Sulla strada provinciale tra Taverna e Sorbo San Basile sembra che il tempo si sia fermato.
Otto mesi fa, piogge abbondanti hanno messo a dura prova l’assetto idrogeologico di questo lembo di territorio della Sila piccola e una ferita si è aperta tra i due presilani.
L’interruzione è stata segnalata con blocchi di plastica, ma di operai e di cantieri neppure l’ombra.
Lo smattamento è palese e gli utenti della strada devono, giocoforza, servirsi dell’altra corsia: si passa uno alla volta.
Analoga criticità, stavolta la competenza è dell’Anas, si registra sulla fruita via di comunicazione Termine-Cafarda.

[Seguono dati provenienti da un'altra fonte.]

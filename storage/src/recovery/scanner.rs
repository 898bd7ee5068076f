//! Forensic recovery of deleted documents.
//!
//! Deleted records are not erased; they are threaded onto one of the
//! namespace's free-list buckets, and their payload usually survives until the
//! space is reused. The scanner walks every bucket chain of the target
//! namespace, repairs each payload it reaches and reports what it found.
//!
//! A damaged chain must never stop the scan or make it spin: per-node read
//! and repair errors become `ScanEvent::Failed`, and each bucket walk keeps a
//! visited set plus a hop cap so a cyclic chain ends with `ScanEvent::Truncated`.

use crate::catalog::details::NamespaceDetails;
use crate::catalog::namespace::{NamespaceCatalog, Namespaces, validate_namespace_name};
use crate::disk::file_set::MappedFileSet;
use crate::disk::location::Location;
use crate::document::codec::{BsonCodec, DocumentCodec};
use crate::document::repair::DocumentRepair;
use crate::error::Result;
use crate::heap::record::RecordLocator;
use crate::layout::{BUCKET_COUNT, RECORD_HEADER_LEN};
use crate::recovery::event::{FailureKind, ScanEvent, Truncation};
use std::collections::HashSet;
use tracing::{debug, info};

#[derive(Clone, Copy, Debug, Default, PartialEq, Eq, serde::Serialize)]
pub struct ScanOptions {
    /// Upper bound on records visited per bucket. `None` derives it from the
    /// mapped data size.
    pub max_chain_hops: Option<usize>,
}

pub struct RecoveryScanner<'a, C = BsonCodec> {
    files: &'a MappedFileSet,
    repair: DocumentRepair<C>,
    options: ScanOptions,
}

impl<'a> RecoveryScanner<'a> {
    pub fn new(files: &'a MappedFileSet) -> Self {
        Self::with_codec(files, BsonCodec)
    }
}

impl<'a, C: DocumentCodec> RecoveryScanner<'a, C> {
    pub fn with_codec(files: &'a MappedFileSet, codec: C) -> Self {
        Self {
            files,
            repair: DocumentRepair::with_codec(codec),
            options: ScanOptions::default(),
        }
    }

    pub fn with_options(mut self, options: ScanOptions) -> Self {
        self.options = options;
        self
    }

    pub fn options(&self) -> ScanOptions {
        self.options
    }

    /// Every record header is at least 16 bytes, so a chain longer than the
    /// mapped data divided by that must revisit something.
    pub fn max_chain_hops(&self) -> usize {
        self.options
            .max_chain_hops
            .unwrap_or(self.files.total_data_len() / RECORD_HEADER_LEN + 1)
    }

    /// Scans every catalog entry named exactly `target`, in slot order.
    pub fn recover<'s>(&'s self, target: &str) -> Result<Recovery<'s, 'a, C>> {
        validate_namespace_name(target)?;
        Ok(Recovery {
            scanner: self,
            namespaces: NamespaceCatalog::new(self.files).iter(),
            target: target.as_bytes().to_vec(),
            matched: 0,
            current: None,
        })
    }

    /// Walks the free-list buckets of one namespace, bucket 0 first.
    pub fn scan_details<'s>(&'s self, details: &NamespaceDetails) -> BucketScan<'s, 'a, C> {
        BucketScan {
            scanner: self,
            locator: RecordLocator::new(self.files),
            heads: details.buckets,
            max_hops: self.max_chain_hops(),
            next_bucket: 0,
            bucket: 0,
            cursor: None,
            visited: HashSet::new(),
            hops: 0,
        }
    }
}

/// Events for all catalog entries matching the target name.
pub struct Recovery<'s, 'a, C> {
    scanner: &'s RecoveryScanner<'a, C>,
    namespaces: Namespaces<'a>,
    target: Vec<u8>,
    matched: usize,
    current: Option<BucketScan<'s, 'a, C>>,
}

impl<C> Recovery<'_, '_, C> {
    /// Catalog entries matched so far.
    pub fn namespaces_matched(&self) -> usize {
        self.matched
    }
}

impl<C: DocumentCodec> Iterator for Recovery<'_, '_, C> {
    type Item = ScanEvent;

    fn next(&mut self) -> Option<Self::Item> {
        loop {
            if let Some(scan) = self.current.as_mut() {
                if let Some(event) = scan.next() {
                    return Some(event);
                }
                self.current = None;
            }

            let target = self.target.as_slice();
            let entry = self.namespaces.find(|entry| entry.name() == target)?;
            self.matched += 1;
            match entry.details() {
                Ok(details) => {
                    info!(
                        namespace = %entry.name_lossy(),
                        slot = entry.index(),
                        buckets = details.occupied_buckets().count(),
                        "scanning free lists"
                    );
                    self.current = Some(self.scanner.scan_details(&details));
                }
                Err(err) => {
                    debug!(slot = entry.index(), %err, "skipping unreadable namespace details");
                }
            }
        }
    }
}

/// Cursor over the free-list chains of one namespace.
pub struct BucketScan<'s, 'a, C> {
    scanner: &'s RecoveryScanner<'a, C>,
    locator: RecordLocator<'a>,
    heads: [Location; BUCKET_COUNT],
    max_hops: usize,
    next_bucket: usize,
    bucket: usize,
    cursor: Option<Location>,
    visited: HashSet<Location>,
    hops: usize,
}

impl<C: DocumentCodec> BucketScan<'_, '_, C> {
    fn visit(&mut self, location: Location) -> ScanEvent {
        let bucket = self.bucket;
        if !self.visited.insert(location) {
            debug!(bucket, %location, "free-list chain revisits a node");
            return ScanEvent::Truncated {
                bucket,
                location,
                cause: Truncation::Cycle,
            };
        }
        if self.hops >= self.max_hops {
            debug!(bucket, %location, hops = self.hops, "free-list chain hit hop cap");
            return ScanEvent::Truncated {
                bucket,
                location,
                cause: Truncation::HopLimit,
            };
        }
        self.hops += 1;

        let record = match self.locator.locate(location) {
            Ok(record) => record,
            Err(err) => {
                return ScanEvent::Failed {
                    bucket,
                    location,
                    kind: FailureKind::Unreadable,
                    reason: err.to_string(),
                };
            }
        };

        let link = record.free_link();
        debug!(bucket, %location, length = record.length(), next = ?link, "free record");
        if !link.ends_free_chain() {
            self.cursor = Some(link);
        }

        let payload = match record.payload() {
            Ok(payload) => payload,
            Err(err) => {
                return ScanEvent::Failed {
                    bucket,
                    location,
                    kind: FailureKind::Unreadable,
                    reason: err.to_string(),
                };
            }
        };
        match self.scanner.repair.repair(payload, payload.len() as i32) {
            Ok(document) => ScanEvent::Recovered {
                bucket,
                location,
                document,
            },
            Err(err) => ScanEvent::Failed {
                bucket,
                location,
                kind: FailureKind::Unrecoverable,
                reason: err.reason,
            },
        }
    }
}

impl<C: DocumentCodec> Iterator for BucketScan<'_, '_, C> {
    type Item = ScanEvent;

    fn next(&mut self) -> Option<Self::Item> {
        loop {
            if let Some(location) = self.cursor.take() {
                return Some(self.visit(location));
            }
            if self.next_bucket >= BUCKET_COUNT {
                return None;
            }
            self.bucket = self.next_bucket;
            self.next_bucket += 1;
            self.visited.clear();
            self.hops = 0;

            let head = self.heads[self.bucket];
            if head.is_null() {
                continue;
            }
            debug!(bucket = self.bucket, %head, "walking free-list bucket");
            self.cursor = Some(head);
        }
    }
}
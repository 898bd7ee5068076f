use crate::disk::location::Location;
use crate::document::repair::RepairedDocument;

#[derive(Clone, Copy, Debug, PartialEq, Eq, serde::Serialize)]
#[serde(rename_all = "snake_case")]
pub enum FailureKind {
    /// The node's header or payload could not be read from the mapped files.
    Unreadable,
    /// The payload was read but repair did not yield a valid document.
    Unrecoverable,
}

#[derive(Clone, Copy, Debug, PartialEq, Eq, serde::Serialize)]
#[serde(rename_all = "snake_case")]
pub enum Truncation {
    /// The chain led back to a node already visited in this bucket.
    Cycle,
    /// The chain exceeded the configured hop cap.
    HopLimit,
}

/// One step of a recovery scan. Only `Recovered` carries output; the other
/// variants are diagnostics and never stop the scan.
#[derive(Clone, Debug)]
pub enum ScanEvent {
    Recovered {
        bucket: usize,
        location: Location,
        document: RepairedDocument,
    },
    Failed {
        bucket: usize,
        location: Location,
        kind: FailureKind,
        reason: String,
    },
    Truncated {
        bucket: usize,
        location: Location,
        cause: Truncation,
    },
}

impl ScanEvent {
    pub fn bucket(&self) -> usize {
        match self {
            ScanEvent::Recovered { bucket, .. }
            | ScanEvent::Failed { bucket, .. }
            | ScanEvent::Truncated { bucket, .. } => *bucket,
        }
    }

    pub fn location(&self) -> Location {
        match self {
            ScanEvent::Recovered { location, .. }
            | ScanEvent::Failed { location, .. }
            | ScanEvent::Truncated { location, .. } => *location,
        }
    }

    pub fn document(&self) -> Option<&RepairedDocument> {
        match self {
            ScanEvent::Recovered { document, .. } => Some(document),
            _ => None,
        }
    }

    pub fn into_document(self) -> Option<RepairedDocument> {
        match self {
            ScanEvent::Recovered { document, .. } => Some(document),
            _ => None,
        }
    }
}
use crate::document::codec::{BsonCodec, DocumentCodec};
use crate::layout::MIN_DOCUMENT_LEN;
use bytes::{Bytes, BytesMut};
use tracing::debug;

/// A repair attempt that did not produce a valid document. This is a
/// per-document skip signal, not a failure of the surrounding scan.
#[derive(Debug, Clone, PartialEq, Eq, thiserror::Error)]
#[error("unrecoverable document: {reason}")]
pub struct Unrecoverable {
    pub reason: String,
}

impl Unrecoverable {
    fn new(reason: impl Into<String>) -> Self {
        Self {
            reason: reason.into(),
        }
    }
}

/// A document that passed full validation after repair.
#[derive(Clone, PartialEq, Eq)]
pub struct RepairedDocument {
    bytes: Bytes,
}

impl RepairedDocument {
    /// The complete document, length prefix and terminator included.
    pub fn as_bytes(&self) -> &[u8] {
        &self.bytes
    }

    pub fn len(&self) -> usize {
        self.bytes.len()
    }

    pub fn is_empty(&self) -> bool {
        self.bytes.is_empty()
    }

    pub fn into_bytes(self) -> Bytes {
        self.bytes
    }

    /// Decodes the document, replacing invalid UTF-8 in strings.
    pub fn to_document(&self) -> bson::de::Result<bson::Document> {
        bson::Document::from_reader_utf8_lossy(self.as_bytes())
    }
}

impl std::fmt::Debug for RepairedDocument {
    fn fmt(&self, f: &mut std::fmt::Formatter<'_>) -> std::fmt::Result {
        f.debug_struct("RepairedDocument")
            .field("len", &self.len())
            .finish()
    }
}

/// Best-effort repair of truncated or partially overwritten documents.
///
/// The candidate's length prefix and terminator are forced first, then the
/// document is cut back to the last top-level element that still parses.
#[derive(Clone, Debug, Default)]
pub struct DocumentRepair<C = BsonCodec> {
    codec: C,
}

impl DocumentRepair<BsonCodec> {
    pub fn new() -> Self {
        Self::with_codec(BsonCodec)
    }
}

impl<C: DocumentCodec> DocumentRepair<C> {
    pub fn with_codec(codec: C) -> Self {
        Self { codec }
    }

    pub fn codec(&self) -> &C {
        &self.codec
    }

    /// Repairs a copy of the first `claimed_length` bytes of `payload`.
    /// The source bytes are never modified.
    pub fn repair(
        &self,
        payload: &[u8],
        claimed_length: i32,
    ) -> Result<RepairedDocument, Unrecoverable> {
        let len = usize::try_from(claimed_length)
            .map_err(|_| Unrecoverable::new(format!("negative length {}", claimed_length)))?;
        let source = payload.get(..len).ok_or_else(|| {
            Unrecoverable::new(format!(
                "claimed length {} exceeds the {} available bytes",
                len,
                payload.len()
            ))
        })?;

        let mut candidate = BytesMut::from(source);
        let declared = self.repair_in_place(&mut candidate)?;
        candidate.truncate(declared);
        Ok(RepairedDocument {
            bytes: candidate.freeze(),
        })
    }

    /// Repairs `candidate` in place, treating its whole length as the claimed
    /// length, and returns the document's final declared length.
    pub fn repair_in_place(&self, candidate: &mut [u8]) -> Result<usize, Unrecoverable> {
        let len = candidate.len();
        if len < MIN_DOCUMENT_LEN {
            return Err(Unrecoverable::new(format!(
                "{} bytes cannot hold a document",
                len
            )));
        }
        let claimed = i32::try_from(len)
            .map_err(|_| Unrecoverable::new(format!("{} bytes exceeds i32 length", len)))?;

        candidate[..4].copy_from_slice(&claimed.to_le_bytes());
        candidate[len - 1] = 0;

        let last_offset = self.codec.last_element_end(candidate);
        let declared = if last_offset > 0 {
            candidate[last_offset..].fill(0);
            let declared = last_offset + 1;
            candidate[..4].copy_from_slice(&(declared as i32).to_le_bytes());
            declared
        } else {
            len
        };
        debug!(claimed = len, last_offset, declared, "repaired candidate");

        self.codec
            .validate(&candidate[..declared])
            .map_err(|e| Unrecoverable::new(e.0))?;
        Ok(declared)
    }
}

#[cfg(test)]
mod tests {
    use super::*;
    use crate::document::codec::CodecError;
    use bson::doc;

    fn encode(doc: &bson::Document) -> Vec<u8> {
        let mut out = Vec::new();
        doc.to_writer(&mut out).unwrap();
        out
    }

    #[test]
    fn valid_document_is_unchanged() {
        let bytes = encode(&doc! { "_id": 7i32, "name": "widget", "tags": ["a", "b"] });
        let repaired = DocumentRepair::new()
            .repair(&bytes, bytes.len() as i32)
            .unwrap();
        assert_eq!(repaired.as_bytes(), bytes.as_slice());
        assert_eq!(
            repaired.to_document().unwrap(),
            doc! { "_id": 7i32, "name": "widget", "tags": ["a", "b"] }
        );
    }

    #[test]
    fn garbage_after_document_is_cut_off() {
        let bytes = encode(&doc! { "a": 1i32, "b": "keep" });
        let mut payload = bytes.clone();
        payload.extend_from_slice(&[0x02, b'z', 0, 0xFF, 0xFF, 0xFF, 0x7F, b'q', 0x13]);

        let repaired = DocumentRepair::new()
            .repair(&payload, payload.len() as i32)
            .unwrap();
        assert_eq!(repaired.as_bytes(), bytes.as_slice());
    }

    #[test]
    fn truncated_tail_keeps_leading_elements() {
        let full = encode(&doc! { "a": 1i32, "b": "a long string value", "c": 3i32 });
        let keep = encode(&doc! { "a": 1i32 });
        let cut = keep.len() + 6;
        let payload = &full[..cut];

        let repaired = DocumentRepair::new().repair(payload, cut as i32).unwrap();
        assert_eq!(repaired.as_bytes(), keep.as_slice());
        assert_eq!(repaired.to_document().unwrap(), doc! { "a": 1i32 });
    }

    #[test]
    fn invalid_utf8_string_keeps_every_element() {
        let mut bytes = encode(&doc! { "a": 1i32, "s": "AB", "c": 3i32 });
        let at = bytes.windows(3).position(|w| w == b"AB\0").unwrap();
        bytes[at..at + 2].copy_from_slice(&[0xFF, 0xFE]);
        let mut payload = bytes.clone();
        payload.extend_from_slice(&[0xEE; 7]);

        let repaired = DocumentRepair::new()
            .repair(&payload, payload.len() as i32)
            .unwrap();
        assert_eq!(repaired.as_bytes(), bytes.as_slice());
        assert_eq!(
            repaired.to_document().unwrap(),
            doc! { "a": 1i32, "s": "\u{FFFD}\u{FFFD}", "c": 3i32 }
        );
    }

    #[test]
    fn repair_is_idempotent() {
        let full = encode(&doc! { "x": "first", "y": "second element here" });
        let mut candidate = full[..full.len() - 7].to_vec();
        let repair = DocumentRepair::new();

        let first = repair.repair_in_place(&mut candidate).unwrap();
        let once = candidate.clone();
        let second = repair.repair_in_place(&mut candidate).unwrap();
        assert_eq!(first, second);
        assert_eq!(candidate, once);
        assert!(candidate[first..].iter().all(|&b| b == 0));
    }

    #[test]
    fn unparseable_body_is_unrecoverable() {
        let mut bytes = encode(&doc! { "abc": 5i32 });
        assert_eq!(bytes.len(), 14);
        bytes[4] = 0x42;
        let err = DocumentRepair::new()
            .repair(&bytes, bytes.len() as i32)
            .unwrap_err();
        assert!(err.to_string().contains("unrecoverable"));
    }

    #[test]
    fn source_bytes_are_not_modified() {
        let bytes = encode(&doc! { "a": 1i32 });
        let mut payload = bytes.clone();
        payload.extend_from_slice(&[0xAB; 6]);
        let before = payload.clone();
        DocumentRepair::new()
            .repair(&payload, payload.len() as i32)
            .unwrap();
        assert_eq!(payload, before);
    }

    #[test]
    fn bad_claimed_lengths() {
        let bytes = encode(&doc! { "a": 1i32 });
        let repair = DocumentRepair::new();
        assert!(repair.repair(&bytes, -3).is_err());
        assert!(repair.repair(&bytes, 4).is_err());
        assert!(repair.repair(&bytes, bytes.len() as i32 + 1).is_err());
    }

    #[test]
    fn empty_body_repairs_to_empty_document() {
        let repaired = DocumentRepair::new()
            .repair(&[0x99, 0x99, 0x99, 0x99, 0x77], 5)
            .unwrap();
        assert_eq!(repaired.as_bytes(), &[5, 0, 0, 0, 0]);
    }

    struct RejectAll;

    impl DocumentCodec for RejectAll {
        fn last_element_end(&self, _doc: &[u8]) -> usize {
            0
        }

        fn validate(&self, _doc: &[u8]) -> Result<(), CodecError> {
            Err(CodecError("rejected".into()))
        }
    }

    #[test]
    fn codec_rejection_surfaces_as_unrecoverable() {
        let repair = DocumentRepair::with_codec(RejectAll);
        let err = repair.repair(&[5, 0, 0, 0, 0], 5).unwrap_err();
        assert_eq!(err.reason, "rejected");
    }
}
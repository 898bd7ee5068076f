use std::fmt;

/// A (file number, byte offset) pair addressing a byte anywhere in a file set.
///
/// A file number of `-1` is the absent sentinel and is never dereferenced.
#[derive(Clone, Copy, PartialEq, Eq, Hash, PartialOrd, Ord, serde::Serialize)]
pub struct Location {
    pub file: i32,
    pub offset: i32,
}

impl Location {
    pub const SIZE: usize = 8;
    pub const NULL_FILE: i32 = -1;
    pub const NULL: Location = Location {
        file: Self::NULL_FILE,
        offset: 0,
    };

    pub fn new(file: i32, offset: i32) -> Self {
        Self { file, offset }
    }

    pub fn decode(buf: &[u8], off: usize) -> Self {
        Self {
            file: crate::layout::read_i32(buf, off),
            offset: crate::layout::read_i32(buf, off + 4),
        }
    }

    pub fn encode(self) -> [u8; Self::SIZE] {
        let mut out = [0u8; Self::SIZE];
        out[..4].copy_from_slice(&self.file.to_le_bytes());
        out[4..].copy_from_slice(&self.offset.to_le_bytes());
        out
    }

    pub fn is_null(self) -> bool {
        self.file == Self::NULL_FILE
    }

    /// Terminator test for free-list chains, which also treat offset 0 as the end.
    pub fn ends_free_chain(self) -> bool {
        self.is_null() || self.offset == 0
    }
}

impl fmt::Debug for Location {
    fn fmt(&self, f: &mut fmt::Formatter<'_>) -> fmt::Result {
        if self.is_null() {
            write!(f, "Location(null)")
        } else {
            write!(f, "Location({}:{})", self.file, self.offset)
        }
    }
}

impl fmt::Display for Location {
    fn fmt(&self, f: &mut fmt::Formatter<'_>) -> fmt::Result {
        write!(f, "{}:{}", self.file, self.offset)
    }
}
pub mod details;
pub mod namespace;
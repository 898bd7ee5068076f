use crate::catalog::details::NamespaceDetails;
use crate::disk::file_set::MappedFileSet;
use crate::disk::location::Location;
use crate::error::{Result, StoreError};
use crate::layout::{
    EXTENT_FIRST_RECORD, EXTENT_HEADER_LEN, EXTENT_LAST_RECORD, EXTENT_LENGTH, EXTENT_MAGIC,
    EXTENT_MAGIC_OFFSET, EXTENT_MY_LOC, EXTENT_NAMESPACE, EXTENT_NEXT, EXTENT_PREV, read_i32,
    read_u32, trim_name,
};
use std::collections::HashSet;

/// A validated extent header.
#[derive(Clone, Copy)]
pub struct Extent<'a> {
    location: Location,
    header: &'a [u8],
}

impl<'a> Extent<'a> {
    pub fn location(&self) -> Location {
        self.location
    }

    pub fn magic(&self) -> u32 {
        read_u32(self.header, EXTENT_MAGIC_OFFSET)
    }

    /// The extent's own location as recorded in its header.
    pub fn my_loc(&self) -> Location {
        Location::decode(self.header, EXTENT_MY_LOC)
    }

    pub fn next(&self) -> Location {
        Location::decode(self.header, EXTENT_NEXT)
    }

    pub fn prev(&self) -> Location {
        Location::decode(self.header, EXTENT_PREV)
    }

    pub fn namespace(&self) -> &'a [u8] {
        trim_name(&self.header[EXTENT_NAMESPACE..EXTENT_LENGTH])
    }

    pub fn length(&self) -> i32 {
        read_i32(self.header, EXTENT_LENGTH)
    }

    pub fn first_record(&self) -> Location {
        Location::decode(self.header, EXTENT_FIRST_RECORD)
    }

    pub fn last_record(&self) -> Location {
        Location::decode(self.header, EXTENT_LAST_RECORD)
    }
}

impl std::fmt::Debug for Extent<'_> {
    fn fmt(&self, f: &mut std::fmt::Formatter<'_>) -> std::fmt::Result {
        f.debug_struct("Extent")
            .field("location", &self.location)
            .field("namespace", &String::from_utf8_lossy(self.namespace()))
            .field("length", &self.length())
            .field("next", &self.next())
            .finish()
    }
}

/// Follows a namespace's live extent list. Any structural problem is a hard
/// error; this path is for intact data.
#[derive(Clone, Copy, Debug)]
pub struct ExtentWalker<'a> {
    files: &'a MappedFileSet,
}

impl<'a> ExtentWalker<'a> {
    pub fn new(files: &'a MappedFileSet) -> Self {
        Self { files }
    }

    pub fn load(&self, location: Location) -> Result<Extent<'a>> {
        let header = self.files.resolve_range(location, EXTENT_HEADER_LEN)?;
        let extent = Extent { location, header };
        if extent.magic() != EXTENT_MAGIC {
            return Err(StoreError::CorruptFormat(format!(
                "no extent magic at {:?} (found {:#010x})",
                location,
                extent.magic()
            )));
        }
        Ok(extent)
    }

    pub fn first_extent(&self, details: &NamespaceDetails) -> Result<Extent<'a>> {
        if details.first_extent.is_null() {
            return Err(StoreError::NotFound("namespace has no extents".into()));
        }
        self.load(details.first_extent)
    }

    pub fn next_extent(&self, extent: &Extent<'_>) -> Result<Extent<'a>> {
        let next = extent.next();
        if next.is_null() {
            return Err(StoreError::NotFound(format!(
                "end of extent list after {:?}",
                extent.location()
            )));
        }
        self.load(next)
    }

    pub fn extents(&self, details: &NamespaceDetails) -> Extents<'a> {
        Extents {
            walker: *self,
            next: (!details.first_extent.is_null()).then_some(details.first_extent),
            visited: HashSet::new(),
        }
    }
}

/// Iterator over an extent list. Yields at most one error, then stops.
pub struct Extents<'a> {
    walker: ExtentWalker<'a>,
    next: Option<Location>,
    visited: HashSet<Location>,
}

impl<'a> Iterator for Extents<'a> {
    type Item = Result<Extent<'a>>;

    fn next(&mut self) -> Option<Self::Item> {
        let location = self.next.take()?;
        if !self.visited.insert(location) {
            return Some(Err(StoreError::CorruptFormat(format!(
                "extent list revisits {:?}",
                location
            ))));
        }
        match self.walker.load(location) {
            Ok(extent) => {
                let next = extent.next();
                self.next = (!next.is_null()).then_some(next);
                Some(Ok(extent))
            }
            Err(err) => Some(Err(err)),
        }
    }
}
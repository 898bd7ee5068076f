pub mod file_header;
pub mod file_set;
pub mod location;
pub mod mapped_file;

Anche qui si segnala il pericolo e si mette in sicurezza l’area, ma poi nulla torna come prima, con una soluzione procrastinata alle calende greche.
I due disservizi sono stati segnalati, più volte, dagli amministratori della cosa pubblica non solo di Taverna, ma anche di Sorbo San Basile, Pentone e Fossato Serralta: da lì passano residenti, pendolari e tanti turisti. Non è una bella cartolina per l’immagine della politica locale, provinciale e regionale. Urgono provvedimenti.